▸ The problem
Repeat every entry in full. Match each line exactly.

Data entries:
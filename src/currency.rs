// Currency state and price formatting
// Prices are authored in pesos, shown in pesos by default, and can be flipped
// to US dollars site-wide; this module owns that state and the two conversions

use std::sync::Arc;

use parking_lot::RwLock;
use serde::{Deserialize, Serialize};
use thiserror::Error;

// Marker substrings that identify an already-converted display string. The
// detection is plain substring presence, which is how the site has always
// behaved; inputs using other symbol placements are not supported.
const PESO_MARKER: &str = "₱";
const DOLLAR_MARKER: &str = "US$";

// Error types for currency handling
#[derive(Error, Debug)]
pub enum CurrencyError {
    #[error("Exchange rate must be a positive finite number, got {0}")]
    InvalidRate(f64),
}

// Display currency for the whole site. Php is the local default, Usd the
// foreign alternative.
#[derive(Debug, Clone, Copy, PartialEq, Eq, Hash, Serialize, Deserialize)]
#[serde(rename_all = "UPPERCASE")]
pub enum Currency {
    Php,
    Usd,
}

impl Currency {
    // The other currency of the pair
    pub fn flipped(self) -> Self {
        match self {
            Currency::Php => Currency::Usd,
            Currency::Usd => Currency::Php,
        }
    }

    // Label shown on the currency toggle control
    pub fn toggle_label(self) -> &'static str {
        match self {
            Currency::Php => "PHP ₱",
            Currency::Usd => "USD $",
        }
    }
}

impl Default for Currency {
    fn default() -> Self {
        Currency::Php
    }
}

// USD -> PHP conversion factor, fixed for the lifetime of the process
#[derive(Debug, Clone, Copy, PartialEq)]
pub struct ExchangeRate(f64);

impl ExchangeRate {
    pub fn new(usd_to_php: f64) -> Result<Self, CurrencyError> {
        if !usd_to_php.is_finite() || usd_to_php <= 0.0 {
            return Err(CurrencyError::InvalidRate(usd_to_php));
        }
        Ok(Self(usd_to_php))
    }

    pub fn get(self) -> f64 {
        self.0
    }
}

impl Default for ExchangeRate {
    // The pegged rate the marketing site quotes with
    fn default() -> Self {
        Self(59.25)
    }
}

// Shared holder for the current display currency. Clones hand out the same
// underlying state, so the engine and any host-side observer stay in sync.
// All mutation happens on the single event thread; the lock is only there to
// make sharing the handle cheap.
#[derive(Debug, Clone)]
pub struct CurrencyState {
    current: Arc<RwLock<Currency>>,
}

impl CurrencyState {
    pub fn new(initial: Currency) -> Self {
        Self {
            current: Arc::new(RwLock::new(initial)),
        }
    }

    pub fn get(&self) -> Currency {
        *self.current.read()
    }

    pub fn set(&self, currency: Currency) {
        *self.current.write() = currency;
    }

    // Flips Php <-> Usd and returns the new value
    pub fn toggle(&self) -> Currency {
        let mut current = self.current.write();
        *current = current.flipped();
        *current
    }
}

impl Default for CurrencyState {
    fn default() -> Self {
        Self::new(Currency::Php)
    }
}

// Converts raw price strings between the two display currencies
#[derive(Debug, Clone, Copy)]
pub struct PriceFormatter {
    rate: ExchangeRate,
}

impl PriceFormatter {
    pub fn new(rate: ExchangeRate) -> Self {
        Self { rate }
    }

    pub fn rate(&self) -> ExchangeRate {
        self.rate
    }

    // Formats a raw catalog price for the requested currency.
    //
    // Input may be a bare number ("1500"), a peso string ("₱1,500") or a
    // dollar string ("US$ 25.32"). A string already marked for the target
    // currency is returned untouched, so repeated re-renders cannot convert
    // the same text twice. Empty or non-numeric input yields an empty string.
    pub fn format(&self, raw: &str, currency: Currency) -> String {
        if raw.is_empty() {
            return String::new();
        }

        match currency {
            Currency::Php => {
                if raw.contains(PESO_MARKER) {
                    return raw.to_string();
                }
                let magnitude = match numeric_magnitude(raw) {
                    Some(value) => value,
                    None => return String::new(),
                };
                let pesos = (magnitude * self.rate.get()).round() as i64;
                format!("{}{}", PESO_MARKER, group_thousands(pesos))
            }
            Currency::Usd => {
                if raw.contains(DOLLAR_MARKER) {
                    return raw.to_string();
                }
                let magnitude = match numeric_magnitude(raw) {
                    Some(value) => value,
                    None => return String::new(),
                };
                let dollars = (magnitude / self.rate.get() * 100.0).round() / 100.0;
                format!("{} {:.2}", DOLLAR_MARKER, dollars)
            }
        }
    }

    // Formats a static price node whose raw value is stored in US dollars.
    // The dollar branch prints the stored value as-is ("$50", "$47.5") and
    // must not divide by the rate again.
    pub fn format_usd_value(&self, usd: f64, currency: Currency) -> String {
        match currency {
            Currency::Php => {
                let pesos = (usd * self.rate.get()).round() as i64;
                format!("{}{}", PESO_MARKER, group_thousands(pesos))
            }
            Currency::Usd => format!("${}", usd),
        }
    }
}

impl Default for PriceFormatter {
    fn default() -> Self {
        Self::new(ExchangeRate::default())
    }
}

// Extracts the numeric magnitude of a price string: every character other
// than ASCII digits and '.' is dropped, then the longest leading valid
// decimal is parsed ("₱1,400" -> 1400, "1.2.3" -> 1.2). Returns None when
// nothing numeric remains.
fn numeric_magnitude(raw: &str) -> Option<f64> {
    let stripped: String = raw
        .chars()
        .filter(|ch| ch.is_ascii_digit() || *ch == '.')
        .collect();

    let mut end = 0;
    let mut seen_dot = false;
    let mut seen_digit = false;
    for (i, ch) in stripped.char_indices() {
        if ch == '.' {
            if seen_dot {
                break;
            }
            seen_dot = true;
        } else {
            seen_digit = true;
        }
        end = i + 1;
    }

    if !seen_digit {
        return None;
    }
    stripped[..end].parse().ok()
}

// Renders a whole-peso amount with ',' thousands separators
fn group_thousands(value: i64) -> String {
    let digits = value.unsigned_abs().to_string();
    let mut grouped = String::with_capacity(digits.len() + digits.len() / 3 + 1);
    if value < 0 {
        grouped.push('-');
    }
    for (i, ch) in digits.chars().enumerate() {
        if i > 0 && (digits.len() - i) % 3 == 0 {
            grouped.push(',');
        }
        grouped.push(ch);
    }
    grouped
}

▸ Result for this exercise
filename src/currency.rs
// Currency state and price formatting
// Prices are authored in pesos, shown in pesos by default, and can be flipped
// to US dollars site-wide; this module owns that state and the two conversions

use std::sync::Arc;

use parking_lot::RwLock;
use serde::{Deserialize, Serialize};
use thiserror::Error;

// Marker substrings that identify an already-converted display string. The
// detection is plain substring presence, which is how the site has always
// behaved; inputs using other symbol placements are not supported.
const PESO_MARKER: &str = "₱";
const DOLLAR_MARKER: &str = "US$";

// Error types for currency handling
#[derive(Error, Debug)]
pub enum CurrencyError {
    #[error("Exchange rate must be a positive finite number, got {0}")]
    InvalidRate(f64),
}

// Display currency for the whole site. Php is the local default, Usd the
// foreign alternative.
#[derive(Debug, Clone, Copy, PartialEq, Eq, Hash, Serialize, Deserialize)]
#[serde(rename_all = "UPPERCASE")]
pub enum Currency {
    Php,
    Usd,
}

impl Currency {
    // The other currency of the pair
    pub fn flipped(self) -> Self {
        match self {
            Currency::Php => Currency::Usd,
            Currency::Usd => Currency::Php,
        }
    }

    // Label shown on the currency toggle control
    pub fn toggle_label(self) -> &'static str {
        match self {
            Currency::Php => "PHP ₱",
            Currency::Usd => "USD $",
        }
    }
}

impl Default for Currency {
    fn default() -> Self {
        Currency::Php
    }
}

// USD -> PHP conversion factor, fixed for the lifetime of the process
#[derive(Debug, Clone, Copy, PartialEq)]
pub struct ExchangeRate(f64);

impl ExchangeRate {
    pub fn new(usd_to_php: f64) -> Result<Self, CurrencyError> {
        if !usd_to_php.is_finite() || usd_to_php <= 0.0 {
            return Err(CurrencyError::InvalidRate(usd_to_php));
        }
        Ok(Self(usd_to_php))
    }

    pub fn get(self) -> f64 {
        self.0
    }
}

impl Default for ExchangeRate {
    // The pegged rate the marketing site quotes with
    fn default() -> Self {
        Self(59.25)
    }
}

// Shared holder for the current display currency. Clones hand out the same
// underlying state, so the engine and any host-side observer stay in sync.
// All mutation happens on the single event thread; the lock is only there to
// make sharing the handle cheap.
#[derive(Debug, Clone)]
pub struct CurrencyState {
    current: Arc<RwLock<Currency>>,
}

impl CurrencyState {
    pub fn new(initial: Currency) -> Self {
        Self {
            current: Arc::new(RwLock::new(initial)),
        }
    }

    pub fn get(&self) -> Currency {
        *self.current.read()
    }

    pub fn set(&self, currency: Currency) {
        *self.current.write() = currency;
    }

    // Flips Php <-> Usd and returns the new value
    pub fn toggle(&self) -> Currency {
        let mut current = self.current.write();
        *current = current.flipped();
        *current
    }
}

impl Default for CurrencyState {
    fn default() -> Self {
        Self::new(Currency::Php)
    }
}

// Converts raw price strings between the two display currencies
#[derive(Debug, Clone, Copy)]
pub struct PriceFormatter {
    rate: ExchangeRate,
}

impl PriceFormatter {
    pub fn new(rate: ExchangeRate) -> Self {
        Self { rate }
    }

    pub fn rate(&self) -> ExchangeRate {
        self.rate
    }

    // Formats a raw catalog price for the requested currency.
    //
    // Input may be a bare number ("1500"), a peso string ("₱1,500") or a
    // dollar string ("US$ 25.32"). A string already marked for the target
    // currency is returned untouched, so repeated re-renders cannot convert
    // the same text twice. Empty or non-numeric input yields an empty string.
    pub fn format(&self, raw: &str, currency: Currency) -> String {
        if raw.is_empty() {
            return String::new();
        }

        match currency {
            Currency::Php => {
                if raw.contains(PESO_MARKER) {
                    return raw.to_string();
                }
                let magnitude = match numeric_magnitude(raw) {
                    Some(value) => value,
                    None => return String::new(),
                };
                let pesos = (magnitude * self.rate.get()).round() as i64;
                format!("{}{}", PESO_MARKER, group_thousands(pesos))
            }
            Currency::Usd => {
                if raw.contains(DOLLAR_MARKER) {
                    return raw.to_string();
                }
                let magnitude = match numeric_magnitude(raw) {
                    Some(value) => value,
                    None => return String::new(),
                };
                let dollars = (magnitude / self.rate.get() * 100.0).round() / 100.0;
                format!("{} {:.2}", DOLLAR_MARKER, dollars)
            }
        }
    }

    // Formats a static price node whose raw value is stored in US dollars.
    // The dollar branch prints the stored value as-is ("$50", "$47.5") and
    // must not divide by the rate again.
    pub fn format_usd_value(&self, usd: f64, currency: Currency) -> String {
        match currency {
            Currency::Php => {
                let pesos = (usd * self.rate.get()).round() as i64;
                format!("{}{}", PESO_MARKER, group_thousands(pesos))
            }
            Currency::Usd => format!("${}", usd),
        }
    }
}

impl Default for PriceFormatter {
    fn default() -> Self {
        Self::new(ExchangeRate::default())
    }
}

// Extracts the numeric magnitude of a price string: every character other
// than ASCII digits and '.' is dropped, then the longest leading valid
// decimal is parsed ("₱1,400" -> 1400, "1.2.3" -> 1.2). Returns None when
// nothing numeric remains.
fn numeric_magnitude(raw: &str) -> Option<f64> {
    let stripped: String = raw
        .chars()
        .filter(|ch| ch.is_ascii_digit() || *ch == '.')
        .collect();

    let mut end = 0;
    let mut seen_dot = false;
    let mut seen_digit = false;
    for (i, ch) in stripped.char_indices() {
        if ch == '.' {
            if seen_dot {
                break;
            }
            seen_dot = true;
        } else {
            seen_digit = true;
        }
        end = i + 1;
    }

    if !seen_digit {
        return None;
    }
    stripped[..end].parse().ok()
}

// Renders a whole-peso amount with ',' thousands separators
fn group_thousands(value: i64) -> String {
    let digits = value.unsigned_abs().to_string();
    let mut grouped = String::with_capacity(digits.len() + digits.len() / 3 + 1);
    if value < 0 {
        grouped.push('-');
    }
    for (i, ch) in digits.chars().enumerate() {
        if i > 0 && (digits.len() - i) % 3 == 0 {
            grouped.push(',');
        }
        grouped.push(ch);
    }
    grouped
}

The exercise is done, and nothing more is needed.